→ Instructions to follow
Exactly how many lines in the data below contain the string "three"? Give that number and nothing else.

(Saved entries)
━━━━━━━━
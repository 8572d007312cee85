//! Requirement-set installation with optional constraint pinning.
//!
//! A requirement set `<req>` is the pair `tests/<req>.in` (input) and
//! `tests/<req>.txt` (constraints). With pinning on, the constraint path is
//! exported to the package installers through three variables.

use std::collections::BTreeMap;
use std::path::Path;

use crate::discovery::REQUIREMENTS_DIR;
use crate::error::{Error, Result};
use crate::session::Session;

/// Variables that point the installers at the constraint file: pip's
/// constraint, uv's package constraint and uv's build constraint.
pub const PINNING_VARIABLES: [&str; 3] = ["PIP_CONSTRAINT", "UV_CONSTRAINT", "UV_BUILD_CONSTRAINT"];

/// Caller options for [`install_requirements`].
#[derive(Debug, Clone, Default, PartialEq, Eq)]
pub struct InstallOptions {
    /// Environment overrides; identically named pinning variables replace these.
    pub env: BTreeMap<String, String>,
}

/// Relative path of the input specification for `req`.
#[must_use]
pub fn input_file(req: &str) -> String {
    format!("{REQUIREMENTS_DIR}/{req}.in")
}

/// Relative path of the constraint file for `req`.
#[must_use]
pub fn constraint_file(req: &str) -> String {
    format!("{REQUIREMENTS_DIR}/{req}.txt")
}

/// The three pinning variables, all set to the constraint file of `req`.
#[must_use]
pub fn pinning_env(req: &str) -> BTreeMap<String, String> {
    let constraint = constraint_file(req);
    PINNING_VARIABLES.iter().map(|key| ((*key).to_string(), constraint.clone())).collect()
}

/// Merges caller-supplied variables with pinning variables.
///
/// Caller entries are kept unless a pinning variable has the same name, in
/// which case the pinning value wins.
#[must_use]
pub fn merge_env(
    caller: BTreeMap<String, String>,
    pinning: BTreeMap<String, String>,
) -> BTreeMap<String, String> {
    let mut merged = caller;
    merged.extend(pinning);
    merged
}

/// Quotes `value` for a POSIX shell, leaving safe words untouched.
#[must_use]
pub fn shell_quote(value: &str) -> String {
    if value.is_empty() {
        return "''".to_string();
    }
    let safe = value
        .chars()
        .all(|c| c.is_ascii_alphanumeric() || "@%+=:,./_-".contains(c));
    if safe {
        return value.to_string();
    }
    format!("'{}'", value.replace('\'', r#"'"'"'"#))
}

/// The `export KEY=value` lines logged before a pinned install, values
/// shell-quoted.
#[must_use]
pub fn export_lines(env: &BTreeMap<String, String>) -> Vec<String> {
    env.iter().map(|(key, value)| format!("export {key}={}", shell_quote(value))).collect()
}

/// Installs requirement set `req` into the session environment.
///
/// Runs `python -m pip install -r tests/<req>.in <extra_args...>`, with the
/// pinning variables exported when the configuration enables pinning.
///
/// # Errors
///
/// Returns [`Error::MissingRequirementFile`] when the input file is absent,
/// or when pinning is on and the constraint file is absent. Installer
/// failures propagate unchanged.
pub fn install_requirements(
    session: &Session<'_>,
    req: &str,
    extra_args: &[&str],
    options: InstallOptions,
) -> Result<()> {
    let root = session.config().root.as_path();
    let input = input_file(req);
    require(session, root, &input)?;

    let mut env = options.env;
    if session.config().pinned {
        require(session, root, &constraint_file(req))?;
        let pinning = pinning_env(req);
        for line in export_lines(&pinning) {
            session.log(line);
        }
        env = merge_env(env, pinning);
    }

    let args = ["-r", input.as_str()].into_iter().chain(extra_args.iter().copied());
    session.install(args, env)
}

fn require(session: &Session<'_>, root: &Path, relative: &str) -> Result<()> {
    let path = root.join(relative);
    if session.ctx().fs.exists(&path) {
        Ok(())
    } else {
        Err(Error::MissingRequirementFile { path })
    }
}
━━━━━━━━
→ Task output
2